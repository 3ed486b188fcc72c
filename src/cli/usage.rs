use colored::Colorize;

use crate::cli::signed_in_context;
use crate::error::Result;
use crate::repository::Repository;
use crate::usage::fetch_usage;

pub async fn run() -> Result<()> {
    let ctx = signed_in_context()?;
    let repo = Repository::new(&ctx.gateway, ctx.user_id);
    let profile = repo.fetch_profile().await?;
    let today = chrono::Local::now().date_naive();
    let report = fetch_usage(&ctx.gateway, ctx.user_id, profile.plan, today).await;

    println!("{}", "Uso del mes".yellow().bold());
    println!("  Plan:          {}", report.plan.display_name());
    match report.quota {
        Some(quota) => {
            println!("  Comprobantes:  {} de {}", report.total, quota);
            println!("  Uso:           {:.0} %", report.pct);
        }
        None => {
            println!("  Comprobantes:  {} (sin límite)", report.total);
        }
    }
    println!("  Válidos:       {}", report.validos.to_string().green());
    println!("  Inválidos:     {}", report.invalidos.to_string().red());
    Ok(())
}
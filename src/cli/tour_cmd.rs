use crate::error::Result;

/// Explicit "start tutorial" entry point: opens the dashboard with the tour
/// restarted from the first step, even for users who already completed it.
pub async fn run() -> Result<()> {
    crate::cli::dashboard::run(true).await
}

§ §

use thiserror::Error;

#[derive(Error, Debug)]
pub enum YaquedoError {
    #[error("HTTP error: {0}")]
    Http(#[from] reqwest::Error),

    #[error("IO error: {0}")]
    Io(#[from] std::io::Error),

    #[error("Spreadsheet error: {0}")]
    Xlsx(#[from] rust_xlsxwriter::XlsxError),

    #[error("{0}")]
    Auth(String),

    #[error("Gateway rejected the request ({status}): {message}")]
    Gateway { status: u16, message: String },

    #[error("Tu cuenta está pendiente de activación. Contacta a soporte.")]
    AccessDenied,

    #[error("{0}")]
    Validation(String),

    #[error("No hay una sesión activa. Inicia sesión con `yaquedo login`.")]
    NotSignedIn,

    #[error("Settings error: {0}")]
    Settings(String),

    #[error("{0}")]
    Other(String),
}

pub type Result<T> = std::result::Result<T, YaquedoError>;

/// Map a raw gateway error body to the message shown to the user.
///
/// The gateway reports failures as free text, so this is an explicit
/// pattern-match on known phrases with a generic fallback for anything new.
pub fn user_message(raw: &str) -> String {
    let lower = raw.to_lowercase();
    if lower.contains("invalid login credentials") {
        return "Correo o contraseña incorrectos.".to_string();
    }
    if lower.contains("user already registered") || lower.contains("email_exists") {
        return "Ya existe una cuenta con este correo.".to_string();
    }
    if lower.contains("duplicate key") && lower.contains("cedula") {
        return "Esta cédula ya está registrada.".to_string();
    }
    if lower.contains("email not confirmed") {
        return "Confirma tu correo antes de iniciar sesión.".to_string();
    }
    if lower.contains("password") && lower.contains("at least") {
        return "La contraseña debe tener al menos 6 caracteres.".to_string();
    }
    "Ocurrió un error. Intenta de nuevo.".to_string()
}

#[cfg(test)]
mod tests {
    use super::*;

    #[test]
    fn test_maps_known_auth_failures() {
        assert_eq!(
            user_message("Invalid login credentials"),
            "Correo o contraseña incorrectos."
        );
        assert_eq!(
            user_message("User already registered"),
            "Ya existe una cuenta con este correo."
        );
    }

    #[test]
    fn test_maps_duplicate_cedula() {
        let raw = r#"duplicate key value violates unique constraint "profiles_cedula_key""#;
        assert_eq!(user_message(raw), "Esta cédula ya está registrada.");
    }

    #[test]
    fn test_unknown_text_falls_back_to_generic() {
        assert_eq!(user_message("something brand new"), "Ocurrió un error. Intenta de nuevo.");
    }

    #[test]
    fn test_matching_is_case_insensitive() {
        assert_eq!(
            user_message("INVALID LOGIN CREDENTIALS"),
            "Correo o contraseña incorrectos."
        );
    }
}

§ §

Give the count of lines in the listing that hold the word "with", and nothing else.

2